[Opening Given data section]

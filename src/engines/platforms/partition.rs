use crate::error::{BspyError, Result};
use ndarray::{Array2, ArrayView1, ArrayView2};
use std::collections::HashSet;

/// Fixed assignment of surrogate input columns and genome positions.
///
/// Model columns listed in `input_indices` receive the input waveform; every
/// other column is a control column, fed (in ascending column order) by the
/// genes at `control_genes`. Genes at `trafo_genes` never reach the model
/// directly.
#[derive(Debug, Clone, PartialEq, Eq)]
pub struct IndexPartition {
    input_dim: usize,
    input_indices: Vec<usize>,
    control_columns: Vec<usize>,
    control_genes: Vec<usize>,
    trafo_genes: Vec<usize>,
}

impl IndexPartition {
    pub fn new(
        input_dim: usize,
        input_indices: &[usize],
        control_indices: &[usize],
        trafo_indices: &[usize],
    ) -> Result<Self> {
        let mut seen = HashSet::new();
        for &column in input_indices {
            if column >= input_dim {
                return Err(BspyError::InvalidPartition(format!(
                    "input index {} is out of range for a model with {} inputs",
                    column, input_dim
                )));
            }
            if !seen.insert(column) {
                return Err(BspyError::InvalidPartition(format!(
                    "input index {} is listed twice",
                    column
                )));
            }
        }

        let nr_control_genes = input_dim - input_indices.len();
        if control_indices.len() != nr_control_genes {
            return Err(BspyError::PartitionMismatch {
                expected: nr_control_genes,
                actual: control_indices.len(),
            });
        }

        let gene_count = control_indices.len() + trafo_indices.len();
        let mut genes = HashSet::new();
        for &gene in control_indices.iter().chain(trafo_indices) {
            if gene >= gene_count {
                return Err(BspyError::InvalidPartition(format!(
                    "gene index {} is out of range for genomes of {} genes",
                    gene, gene_count
                )));
            }
            if !genes.insert(gene) {
                return Err(BspyError::InvalidPartition(format!(
                    "gene index {} is shared between control and transform genes",
                    gene
                )));
            }
        }

        let control_columns = (0..input_dim).filter(|c| !seen.contains(c)).collect();

        Ok(Self {
            input_dim,
            input_indices: input_indices.to_vec(),
            control_columns,
            control_genes: control_indices.to_vec(),
            trafo_genes: trafo_indices.to_vec(),
        })
    }

    pub fn input_dim(&self) -> usize {
        self.input_dim
    }

    pub fn input_indices(&self) -> &[usize] {
        &self.input_indices
    }

    pub fn control_columns(&self) -> &[usize] {
        &self.control_columns
    }

    pub fn control_genes(&self) -> &[usize] {
        &self.control_genes
    }

    pub fn trafo_genes(&self) -> &[usize] {
        &self.trafo_genes
    }

    /// Number of genes a genome must carry.
    pub fn gene_count(&self) -> usize {
        self.control_genes.len() + self.trafo_genes.len()
    }

    /// Repeat the genome's control genes on every time-step
    /// (time-steps × control channels).
    pub fn broadcast_controls(&self, genome: ArrayView1<f64>, time_steps: usize) -> Array2<f64> {
        let controls: Vec<f64> = self.control_genes.iter().map(|&g| genome[g]).collect();
        Array2::from_shape_fn((time_steps, controls.len()), |(_, k)| controls[k])
    }

    /// Scatter a (time-steps × inputs) data block and a (time-steps × controls)
    /// control block into one (time-steps × input_dim) model input.
    pub fn assemble(&self, data: ArrayView2<f64>, controls: ArrayView2<f64>) -> Result<Array2<f64>> {
        let time_steps = data.nrows();
        if data.ncols() != self.input_indices.len() {
            return Err(BspyError::shape(
                "data-input block",
                format!("{} channels", self.input_indices.len()),
                format!("{} channels", data.ncols()),
            ));
        }
        if controls.dim() != (time_steps, self.control_columns.len()) {
            return Err(BspyError::shape(
                "control block",
                format!("{:?}", (time_steps, self.control_columns.len())),
                format!("{:?}", controls.dim()),
            ));
        }

        let mut assembled = Array2::zeros((time_steps, self.input_dim));
        for (k, &column) in self.input_indices.iter().enumerate() {
            assembled.column_mut(column).assign(&data.column(k));
        }
        for (k, &column) in self.control_columns.iter().enumerate() {
            assembled.column_mut(column).assign(&controls.column(k));
        }
        Ok(assembled)
    }
}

[Closing Given data section]

- Work instructions:
Please go through the data and copy each line containing the word "listed".

- Result:
/// Model columns listed in `input_indices` receive the input waveform; every
                    "input index {} is listed twice",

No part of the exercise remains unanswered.